**REQUIRED ACTION:** This task is to restate all of the entries exactly.

-*-*-

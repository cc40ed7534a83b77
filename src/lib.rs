//! Tool Perks Library
//!
//! Core modules for the tool perk server:
//! - Weighted perk lottery with a pity guarantee
//! - Trait catalog with atomic reload
//! - Perk state embedded on tools, mirrored in a durable ledger
//! - Reconciliation between the two mirrors
//! - Roll-sequence orchestration and operator commands

pub mod admin;  // Operator commands (grant, reset, regenerate, reload)
pub mod catalog;  // Perk/category snapshot + atomic publication
pub mod config;  // Env/JSON configuration
pub mod context;  // Process-scoped service wiring
pub mod error;
pub mod host;  // Host capability surface (managed tools, currency)
pub mod item_state;  // Embedded perk attributes + tool identity
pub mod logging;
pub mod lottery;  // Weighted draws + pity policy
pub mod orchestrator;  // Roll sequences, reveal presenters
pub mod reconcile;  // Embedded vs ledger convergence
pub mod storage;  // Ledger backends (PostgreSQL, LMDB, memory)

// Re-export commonly used types
pub use catalog::{CatalogSnapshot, TraitCatalog};
pub use context::PerksContext;
pub use error::{PerkError, PerkResult};
pub use host::{ActorId, HostIntegration, LocalHost};
pub use item_state::{shared_tool, ItemStateCodec, SharedTool, ToolItem};
pub use reconcile::ReconcileOutcome;
pub use storage::PersistenceGateway;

-*-*-

**REPLY TO THE EXERCISE:**
repository cc40ed7534a83b77
filename src/lib.rs
//! Tool Perks Library
//!
//! Core modules for the tool perk server:
//! - Weighted perk lottery with a pity guarantee
//! - Trait catalog with atomic reload
//! - Perk state embedded on tools, mirrored in a durable ledger
//! - Reconciliation between the two mirrors
//! - Roll-sequence orchestration and operator commands

pub mod admin;  // Operator commands (grant, reset, regenerate, reload)
pub mod catalog;  // Perk/category snapshot + atomic publication
pub mod config;  // Env/JSON configuration
pub mod context;  // Process-scoped service wiring
pub mod error;
pub mod host;  // Host capability surface (managed tools, currency)
pub mod item_state;  // Embedded perk attributes + tool identity
pub mod logging;
pub mod lottery;  // Weighted draws + pity policy
pub mod orchestrator;  // Roll sequences, reveal presenters
pub mod reconcile;  // Embedded vs ledger convergence
pub mod storage;  // Ledger backends (PostgreSQL, LMDB, memory)

// Re-export commonly used types
pub use catalog::{CatalogSnapshot, TraitCatalog};
pub use context::PerksContext;
pub use error::{PerkError, PerkResult};
pub use host::{ActorId, HostIntegration, LocalHost};
pub use item_state::{shared_tool, ItemStateCodec, SharedTool, ToolItem};
pub use reconcile::ReconcileOutcome;
pub use storage::PersistenceGateway;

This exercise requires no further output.